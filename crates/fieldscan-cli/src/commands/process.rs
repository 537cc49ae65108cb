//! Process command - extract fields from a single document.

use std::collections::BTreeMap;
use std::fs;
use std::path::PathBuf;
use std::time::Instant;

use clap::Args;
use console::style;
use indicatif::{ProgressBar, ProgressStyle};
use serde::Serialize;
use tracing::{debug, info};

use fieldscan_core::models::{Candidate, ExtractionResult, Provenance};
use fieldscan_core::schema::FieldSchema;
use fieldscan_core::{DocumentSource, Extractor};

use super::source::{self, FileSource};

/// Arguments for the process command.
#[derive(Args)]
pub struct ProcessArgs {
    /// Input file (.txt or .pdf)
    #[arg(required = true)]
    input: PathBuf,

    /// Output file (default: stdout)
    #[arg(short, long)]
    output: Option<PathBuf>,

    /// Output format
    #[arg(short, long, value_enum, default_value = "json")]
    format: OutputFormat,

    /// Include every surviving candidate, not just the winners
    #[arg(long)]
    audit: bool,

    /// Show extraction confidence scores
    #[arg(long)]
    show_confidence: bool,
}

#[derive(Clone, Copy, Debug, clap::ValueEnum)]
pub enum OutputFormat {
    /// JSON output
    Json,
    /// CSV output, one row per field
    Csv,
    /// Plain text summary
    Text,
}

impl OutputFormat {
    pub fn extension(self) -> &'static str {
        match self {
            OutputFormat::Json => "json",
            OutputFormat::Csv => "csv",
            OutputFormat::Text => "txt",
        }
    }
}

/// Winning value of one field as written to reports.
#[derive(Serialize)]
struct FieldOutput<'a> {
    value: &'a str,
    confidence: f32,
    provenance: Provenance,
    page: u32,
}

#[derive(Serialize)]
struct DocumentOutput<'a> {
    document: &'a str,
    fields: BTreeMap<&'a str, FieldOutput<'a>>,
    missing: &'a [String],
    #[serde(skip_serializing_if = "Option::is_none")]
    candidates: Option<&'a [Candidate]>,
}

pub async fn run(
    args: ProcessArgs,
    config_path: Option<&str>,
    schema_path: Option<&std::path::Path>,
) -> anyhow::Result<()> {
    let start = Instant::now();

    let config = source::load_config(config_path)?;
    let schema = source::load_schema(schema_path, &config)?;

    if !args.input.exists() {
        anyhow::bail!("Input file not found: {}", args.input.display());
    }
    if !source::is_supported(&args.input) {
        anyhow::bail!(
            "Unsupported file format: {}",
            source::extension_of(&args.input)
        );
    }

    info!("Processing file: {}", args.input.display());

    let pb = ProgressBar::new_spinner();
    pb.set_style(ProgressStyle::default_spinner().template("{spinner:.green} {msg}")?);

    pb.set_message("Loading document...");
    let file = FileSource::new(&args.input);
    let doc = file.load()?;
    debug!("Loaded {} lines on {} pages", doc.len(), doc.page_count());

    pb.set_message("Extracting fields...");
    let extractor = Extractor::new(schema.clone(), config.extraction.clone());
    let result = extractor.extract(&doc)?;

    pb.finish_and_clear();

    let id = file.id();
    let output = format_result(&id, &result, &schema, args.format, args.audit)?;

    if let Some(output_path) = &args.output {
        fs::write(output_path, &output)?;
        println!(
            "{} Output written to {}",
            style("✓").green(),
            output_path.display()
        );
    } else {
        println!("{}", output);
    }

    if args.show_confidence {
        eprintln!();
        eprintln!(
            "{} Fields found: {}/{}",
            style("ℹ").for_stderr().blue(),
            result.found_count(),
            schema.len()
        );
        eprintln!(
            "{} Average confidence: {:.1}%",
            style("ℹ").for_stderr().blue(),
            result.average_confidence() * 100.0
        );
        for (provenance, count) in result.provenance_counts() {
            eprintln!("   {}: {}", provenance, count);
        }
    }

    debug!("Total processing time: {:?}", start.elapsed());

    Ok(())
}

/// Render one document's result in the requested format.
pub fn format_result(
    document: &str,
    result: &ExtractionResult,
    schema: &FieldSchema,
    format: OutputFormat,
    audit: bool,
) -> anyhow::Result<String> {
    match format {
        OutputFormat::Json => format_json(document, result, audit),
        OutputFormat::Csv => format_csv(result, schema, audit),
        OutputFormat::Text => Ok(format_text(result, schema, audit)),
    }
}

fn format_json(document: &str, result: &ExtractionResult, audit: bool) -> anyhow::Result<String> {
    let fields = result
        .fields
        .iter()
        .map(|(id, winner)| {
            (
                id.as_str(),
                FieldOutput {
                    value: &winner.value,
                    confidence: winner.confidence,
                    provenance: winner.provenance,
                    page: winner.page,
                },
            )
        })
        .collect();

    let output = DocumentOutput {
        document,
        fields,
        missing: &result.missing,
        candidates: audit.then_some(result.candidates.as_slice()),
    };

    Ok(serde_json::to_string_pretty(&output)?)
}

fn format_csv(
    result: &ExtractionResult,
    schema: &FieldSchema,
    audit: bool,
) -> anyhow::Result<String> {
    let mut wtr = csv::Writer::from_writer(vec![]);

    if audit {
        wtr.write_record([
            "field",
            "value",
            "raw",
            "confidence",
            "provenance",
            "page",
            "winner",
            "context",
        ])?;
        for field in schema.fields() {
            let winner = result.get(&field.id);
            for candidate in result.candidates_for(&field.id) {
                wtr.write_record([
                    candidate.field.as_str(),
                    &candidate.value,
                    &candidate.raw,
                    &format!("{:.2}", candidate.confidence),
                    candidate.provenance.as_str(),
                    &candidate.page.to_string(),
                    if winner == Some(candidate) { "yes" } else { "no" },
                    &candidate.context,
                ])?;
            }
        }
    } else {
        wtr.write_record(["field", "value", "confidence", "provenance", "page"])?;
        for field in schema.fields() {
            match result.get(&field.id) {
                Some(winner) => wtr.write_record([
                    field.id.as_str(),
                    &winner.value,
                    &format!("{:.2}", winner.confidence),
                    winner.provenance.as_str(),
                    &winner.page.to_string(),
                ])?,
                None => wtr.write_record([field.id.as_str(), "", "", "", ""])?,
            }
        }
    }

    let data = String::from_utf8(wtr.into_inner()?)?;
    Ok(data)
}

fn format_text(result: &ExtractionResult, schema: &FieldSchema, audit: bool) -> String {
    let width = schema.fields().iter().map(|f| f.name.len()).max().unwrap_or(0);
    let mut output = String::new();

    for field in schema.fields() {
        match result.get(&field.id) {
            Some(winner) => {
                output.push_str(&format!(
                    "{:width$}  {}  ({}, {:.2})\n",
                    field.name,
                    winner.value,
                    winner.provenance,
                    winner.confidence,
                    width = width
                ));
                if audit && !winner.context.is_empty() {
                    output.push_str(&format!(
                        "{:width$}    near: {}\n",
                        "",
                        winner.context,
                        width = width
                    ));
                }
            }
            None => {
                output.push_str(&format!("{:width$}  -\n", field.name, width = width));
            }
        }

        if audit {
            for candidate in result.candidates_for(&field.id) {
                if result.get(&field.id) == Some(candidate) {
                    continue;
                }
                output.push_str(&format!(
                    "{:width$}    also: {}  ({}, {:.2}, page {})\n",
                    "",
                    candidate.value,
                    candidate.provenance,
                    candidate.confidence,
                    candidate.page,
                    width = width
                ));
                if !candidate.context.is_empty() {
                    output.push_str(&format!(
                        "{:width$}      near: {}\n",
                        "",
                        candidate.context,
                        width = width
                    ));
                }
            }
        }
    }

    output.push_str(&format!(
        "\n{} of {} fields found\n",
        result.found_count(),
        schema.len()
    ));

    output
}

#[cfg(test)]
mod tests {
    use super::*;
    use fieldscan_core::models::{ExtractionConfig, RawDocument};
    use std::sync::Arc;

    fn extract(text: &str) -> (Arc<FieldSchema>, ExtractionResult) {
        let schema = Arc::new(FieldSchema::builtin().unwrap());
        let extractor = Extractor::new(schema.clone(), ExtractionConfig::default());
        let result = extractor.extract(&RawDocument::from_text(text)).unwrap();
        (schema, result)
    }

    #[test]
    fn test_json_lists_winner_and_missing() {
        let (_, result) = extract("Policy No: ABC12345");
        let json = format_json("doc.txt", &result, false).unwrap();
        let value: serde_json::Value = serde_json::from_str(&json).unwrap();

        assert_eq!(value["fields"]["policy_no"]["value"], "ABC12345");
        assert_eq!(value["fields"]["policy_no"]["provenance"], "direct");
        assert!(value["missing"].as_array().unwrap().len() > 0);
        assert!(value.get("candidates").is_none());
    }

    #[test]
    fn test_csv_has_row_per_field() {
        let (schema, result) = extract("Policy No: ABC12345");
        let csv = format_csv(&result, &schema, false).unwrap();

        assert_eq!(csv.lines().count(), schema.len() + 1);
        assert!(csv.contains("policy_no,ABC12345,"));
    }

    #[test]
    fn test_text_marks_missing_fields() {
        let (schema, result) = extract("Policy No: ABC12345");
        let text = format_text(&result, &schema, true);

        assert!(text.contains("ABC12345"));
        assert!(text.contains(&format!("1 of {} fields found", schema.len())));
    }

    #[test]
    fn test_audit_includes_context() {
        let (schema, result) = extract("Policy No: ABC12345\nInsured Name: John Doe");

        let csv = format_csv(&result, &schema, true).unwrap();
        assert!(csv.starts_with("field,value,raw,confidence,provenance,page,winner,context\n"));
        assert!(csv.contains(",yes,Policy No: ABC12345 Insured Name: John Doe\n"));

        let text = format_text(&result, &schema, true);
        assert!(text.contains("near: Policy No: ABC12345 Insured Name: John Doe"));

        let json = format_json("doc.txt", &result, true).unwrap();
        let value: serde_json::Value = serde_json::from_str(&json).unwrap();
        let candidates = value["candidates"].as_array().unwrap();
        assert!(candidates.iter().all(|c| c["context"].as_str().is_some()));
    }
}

• [EXERCISE DIRECTIONS]
Extract all lines from the data in which "FieldOutput" is found.

• [ANSWER FOR THIS EXERCISE]
struct FieldOutput<'a> {
    fields: BTreeMap<&'a str, FieldOutput<'a>>,
                FieldOutput {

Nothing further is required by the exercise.